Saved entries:
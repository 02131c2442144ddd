use criterion::{black_box, BatchSize, BenchmarkId, Criterion};
use criterion::{criterion_group, criterion_main};
use tempfile::tempdir;

use meterlog::collection::{Identity, IdentitySet, StatsCollection};
use meterlog::history::Counters;
use meterlog::recorder::CombiningRewriter;
use meterlog::rotator::FileRotator;
use meterlog::snapshot::{SetKind, TAG_NONE};

fn pending_collection(uids: u32) -> StatsCollection {
    let mut ident = IdentitySet::new();
    ident.insert(Identity::new(1));

    let mut collection = StatsCollection::new(3_600_000);
    for uid in 0..uids {
        collection.record_data(
            &ident,
            uid,
            SetKind::Default,
            TAG_NONE,
            0,
            86_400_000,
            Counters {
                rx_bytes: 4096,
                rx_packets: 4,
                tx_bytes: 1024,
                tx_packets: 1,
                operations: 0,
            },
        );
    }
    collection
}

fn bench_rewrite_active(c: &mut Criterion) {
    let mut group = c.benchmark_group("rewrite_active");
    for &uids in &[16u32, 256, 1024] {
        group.bench_with_input(BenchmarkId::from_parameter(uids), &uids, |b, &uids| {
            b.iter_batched(
                || {
                    let dir = tempdir().expect("tempdir");
                    let rotator = FileRotator::new(dir.path(), "stats", i64::MAX, i64::MAX)
                        .expect("rotator");
                    // seed the active file so the rewrite folds existing data
                    let mut seed = pending_collection(uids);
                    rotator
                        .rewrite_active(&mut CombiningRewriter::new(&mut seed), 0)
                        .expect("seed");
                    (dir, rotator, pending_collection(uids))
                },
                |(_dir, rotator, mut pending)| {
                    let mut rewriter = CombiningRewriter::new(&mut pending);
                    rotator
                        .rewrite_active(&mut rewriter, black_box(1000))
                        .expect("rewrite");
                },
                BatchSize::LargeInput,
            );
        });
    }
    group.finish();
}

criterion_group!(benches, bench_rewrite_active);
criterion_main!(benches);
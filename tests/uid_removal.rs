use std::collections::HashMap;
use std::fs;

use meterlog::collection::{Identity, IdentitySet, StatsCollection, Template};
use meterlog::history::Counters;
use meterlog::recorder::{RecorderConfig, RemoveUidRewriter, SnapshotRecorder};
use meterlog::rotator::{FileRotator, Rewriter, StreamReader};
use meterlog::snapshot::{Entry, IgnoringObserver, SetKind, TAG_NONE};
use tempfile::tempdir;

fn ident(kind: u32) -> IdentitySet {
    let mut set = IdentitySet::new();
    set.insert(Identity::new(kind));
    set
}

fn rx(rx_bytes: i64) -> Counters {
    Counters {
        rx_bytes,
        ..Counters::default()
    }
}

/// Serialized collection covering `[start, end)` with the given per-uid
/// counters.
fn collection_bytes(start_millis: i64, end_millis: i64, uids: &[(u32, i64)]) -> Vec<u8> {
    let mut collection = StatsCollection::new(100);
    for &(uid, rx_bytes) in uids {
        collection.record_data(
            &ident(1),
            uid,
            SetKind::Default,
            TAG_NONE,
            start_millis,
            end_millis,
            rx(rx_bytes),
        );
    }
    let mut buf = Vec::new();
    collection.write(&mut buf).expect("write collection");
    buf
}

fn read_file_totals(path: &std::path::Path, template: &Template) -> i64 {
    let mut collection = StatsCollection::new(100);
    let mut src = fs::File::open(path).expect("open");
    StatsCollection::read(&mut collection, &mut src).expect("read collection");
    collection.summarize(template, i64::MIN, i64::MAX).rx_bytes
}

#[test]
fn remove_uid_rewrites_only_dirty_files() {
    let dir = tempdir().expect("tempdir");
    fs::write(
        dir.path().join("stats.0-100"),
        collection_bytes(0, 100, &[(10, 500), (20, 300)]),
    )
    .expect("seed");
    fs::write(
        dir.path().join("stats.100-200"),
        collection_bytes(100, 200, &[(10, 50), (20, 70)]),
    )
    .expect("seed");
    // third file never contained uid 10
    fs::write(
        dir.path().join("stats.200-300"),
        collection_bytes(200, 300, &[(20, 90)]),
    )
    .expect("seed");

    let rotator = FileRotator::new(dir.path(), "stats", i64::MAX, i64::MAX).expect("rotator");
    let mut recorder = SnapshotRecorder::new(
        rotator,
        Box::new(IgnoringObserver),
        RecorderConfig {
            cookie: "stats".to_string(),
            bucket_duration_millis: 100,
            persist_threshold_bytes: i64::MAX,
            only_tags: false,
        },
    );

    recorder.remove_uid(10);

    for name in ["stats.0-100", "stats.100-200", "stats.200-300"] {
        let path = dir.path().join(name);
        assert_eq!(
            read_file_totals(&path, &Template::for_uid(10)),
            0,
            "uid 10 still present in {name}"
        );
    }
    assert_eq!(
        read_file_totals(&dir.path().join("stats.0-100"), &Template::for_uid(20)),
        300
    );
    assert_eq!(
        read_file_totals(&dir.path().join("stats.100-200"), &Template::for_uid(20)),
        70
    );
    assert_eq!(
        read_file_totals(&dir.path().join("stats.200-300"), &Template::for_uid(20)),
        90
    );
}

#[test]
fn rewriter_gate_reflects_removal() {
    let dirty_bytes = collection_bytes(0, 100, &[(10, 500), (20, 300)]);
    let clean_bytes = collection_bytes(0, 100, &[(20, 300)]);

    let mut rewriter = RemoveUidRewriter::new(100, 10);

    rewriter.reset();
    rewriter
        .read(&mut dirty_bytes.as_slice())
        .expect("read dirty");
    assert!(rewriter.should_write());

    rewriter.reset();
    rewriter
        .read(&mut clean_bytes.as_slice())
        .expect("read clean");
    assert!(!rewriter.should_write());
}

#[test]
fn remove_uid_strips_snapshot_baseline() {
    let dir = tempdir().expect("tempdir");
    let rotator = FileRotator::new(dir.path(), "stats", i64::MAX, i64::MAX).expect("rotator");
    let mut recorder = SnapshotRecorder::new(
        rotator,
        Box::new(IgnoringObserver),
        RecorderConfig {
            cookie: "stats".to_string(),
            bucket_duration_millis: 100,
            persist_threshold_bytes: i64::MAX,
            only_tags: false,
        },
    );

    let mut iface_identities = HashMap::new();
    iface_identities.insert("eth0".to_string(), ident(1));

    let snapshot = |elapsed: i64, rx_bytes: i64| {
        let mut snapshot = meterlog::snapshot::Snapshot::new(elapsed);
        let mut entry = Entry::new("eth0", 10, SetKind::Default, TAG_NONE);
        entry.rx_bytes = rx_bytes;
        snapshot.record(entry);
        snapshot
    };

    recorder.record_snapshot(snapshot(1000, 500), &iface_identities, 1000);
    recorder.remove_uid(10);

    // the baseline is gone, so the full cumulative value counts as delta
    recorder.record_snapshot(snapshot(2000, 800), &iface_identities, 2000);
    assert_eq!(recorder.pending_bytes(), 800);
}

EXERCISE: Find every line above that includes the word "BenchmarkId", then state how many there are and nothing more.

RESULT OF THIS EXERCISE: 2